[[ DATASET EXCERPTS open ]]

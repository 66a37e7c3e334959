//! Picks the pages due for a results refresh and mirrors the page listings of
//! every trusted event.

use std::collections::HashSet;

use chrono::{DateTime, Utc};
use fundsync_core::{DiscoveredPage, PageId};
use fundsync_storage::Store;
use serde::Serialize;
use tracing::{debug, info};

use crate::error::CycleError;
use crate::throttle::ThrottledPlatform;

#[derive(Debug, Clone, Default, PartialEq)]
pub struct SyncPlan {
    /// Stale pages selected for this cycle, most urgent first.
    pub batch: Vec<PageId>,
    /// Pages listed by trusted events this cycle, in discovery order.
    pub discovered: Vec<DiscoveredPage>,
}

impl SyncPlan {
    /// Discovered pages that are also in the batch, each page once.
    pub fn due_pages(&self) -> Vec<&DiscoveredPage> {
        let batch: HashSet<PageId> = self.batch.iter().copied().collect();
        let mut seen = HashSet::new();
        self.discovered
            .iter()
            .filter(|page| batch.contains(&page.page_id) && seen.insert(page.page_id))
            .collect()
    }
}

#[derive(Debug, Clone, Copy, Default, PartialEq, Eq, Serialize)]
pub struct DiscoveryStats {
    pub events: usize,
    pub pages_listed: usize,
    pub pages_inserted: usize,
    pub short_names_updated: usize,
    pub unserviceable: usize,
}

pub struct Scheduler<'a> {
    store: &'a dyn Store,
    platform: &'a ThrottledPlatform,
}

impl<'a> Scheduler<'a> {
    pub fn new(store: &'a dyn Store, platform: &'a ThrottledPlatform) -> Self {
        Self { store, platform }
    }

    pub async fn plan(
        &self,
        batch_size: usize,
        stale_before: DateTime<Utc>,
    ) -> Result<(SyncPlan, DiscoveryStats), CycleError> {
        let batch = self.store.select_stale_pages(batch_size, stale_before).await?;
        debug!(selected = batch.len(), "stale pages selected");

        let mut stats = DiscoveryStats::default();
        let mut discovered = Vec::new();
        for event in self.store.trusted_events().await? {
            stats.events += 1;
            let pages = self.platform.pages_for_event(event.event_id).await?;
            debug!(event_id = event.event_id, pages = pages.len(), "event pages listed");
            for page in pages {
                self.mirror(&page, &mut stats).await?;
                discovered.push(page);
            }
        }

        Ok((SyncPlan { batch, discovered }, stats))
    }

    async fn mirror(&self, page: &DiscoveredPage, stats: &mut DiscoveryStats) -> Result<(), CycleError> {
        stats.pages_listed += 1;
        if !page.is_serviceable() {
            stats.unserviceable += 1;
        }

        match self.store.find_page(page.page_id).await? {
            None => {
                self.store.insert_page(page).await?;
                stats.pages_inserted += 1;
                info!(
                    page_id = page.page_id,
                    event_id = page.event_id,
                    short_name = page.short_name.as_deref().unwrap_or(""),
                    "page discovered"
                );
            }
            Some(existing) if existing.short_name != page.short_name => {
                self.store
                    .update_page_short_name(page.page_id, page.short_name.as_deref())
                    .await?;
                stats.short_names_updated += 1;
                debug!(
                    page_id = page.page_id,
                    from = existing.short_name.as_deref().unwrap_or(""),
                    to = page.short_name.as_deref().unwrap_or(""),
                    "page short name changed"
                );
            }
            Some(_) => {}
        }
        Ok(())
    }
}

[[ DATASET EXCERPTS closed ]]

#### PROBLEM DETAILS
If a line in the data above contains "Clone", return that line.

#### REPLY
#[derive(Debug, Clone, Default, PartialEq)]
#[derive(Debug, Clone, Copy, Default, PartialEq, Eq, Serialize)]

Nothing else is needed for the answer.